▸ **BRIEF**
Every line of the records that holds the word "message" should be copied out.

▸ **RECORDS SHOWN**
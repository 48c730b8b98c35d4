/// A syntax error with source location.
///
/// `line` and `col` are 1-based positions taken from token spans. Errors past
/// the last token fall back to the span of the last consumed token.
#[derive(Debug, Clone, PartialEq)]
pub struct ParserError {
    pub message: String,
    pub line: usize,
    pub col: usize,
}

impl std::fmt::Display for ParserError {
    /// Formats as `line:col: message`.
    fn fmt(&self, f: &mut std::fmt::Formatter<'_>) -> std::fmt::Result {
        write!(f, "{}:{}: {}", self.line, self.col, self.message)
    }
}

impl std::error::Error for ParserError {}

▸ **TASK RESPONSE**
    pub message: String,
    /// Formats as `line:col: message`.
        write!(f, "{}:{}: {}", self.line, self.col, self.message)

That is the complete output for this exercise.